[Collection entries]
┏━━

use std::sync::{Arc, PoisonError, RwLock, RwLockReadGuard, RwLockWriteGuard};

/// A thread-safe, reference-counted handle to a shared value.
///
/// Worlds are shared between the scheduling thread and the structural task
/// workers through this handle. Workers only ever take read guards; the
/// scheduling thread is the only place that takes write guards.
///
/// # Examples
///
/// ```
/// use craft_engine::core::MtResource;
///
/// let counter = MtResource::new(0);
/// let worker_view = counter.clone();
///
/// *counter.get_mut() += 1;
/// assert_eq!(*worker_view.get(), 1);
/// ```
///
/// # Poisoning
/// A panic on a worker while it holds a read guard must not wedge the tick
/// loop, so a poisoned lock is recovered and its inner value handed out as is.
pub struct MtResource<T: Send + Sync> {
    resource: Arc<RwLock<T>>,
}

impl<T: Send + Sync + 'static> MtResource<T> {
    /// Wraps `resource` in a new shared handle.
    pub fn new(resource: T) -> Self {
        Self {
            resource: Arc::new(RwLock::new(resource)),
        }
    }

    /// Returns a read guard over the contained value.
    pub fn get(&self) -> RwLockReadGuard<'_, T> {
        self.resource.read().unwrap_or_else(PoisonError::into_inner)
    }

    /// Returns a write guard over the contained value.
    ///
    /// Blocks until every outstanding read guard held by a worker is released.
    pub fn get_mut(&self) -> RwLockWriteGuard<'_, T> {
        self.resource.write().unwrap_or_else(PoisonError::into_inner)
    }

    /// Number of live handles to the shared value.
    pub fn handle_count(&self) -> usize {
        Arc::strong_count(&self.resource)
    }
}

impl<T: Send + Sync> Clone for MtResource<T> {
    fn clone(&self) -> Self {
        Self {
            resource: self.resource.clone(),
        }
    }
}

┗━━

[Task to carry out]:
Where a line of the entries contains "MtResource", report that line.

[Result for this task]:
/// use craft_engine::core::MtResource;
/// let counter = MtResource::new(0);
pub struct MtResource<T: Send + Sync> {
impl<T: Send + Sync + 'static> MtResource<T> {
impl<T: Send + Sync> Clone for MtResource<T> {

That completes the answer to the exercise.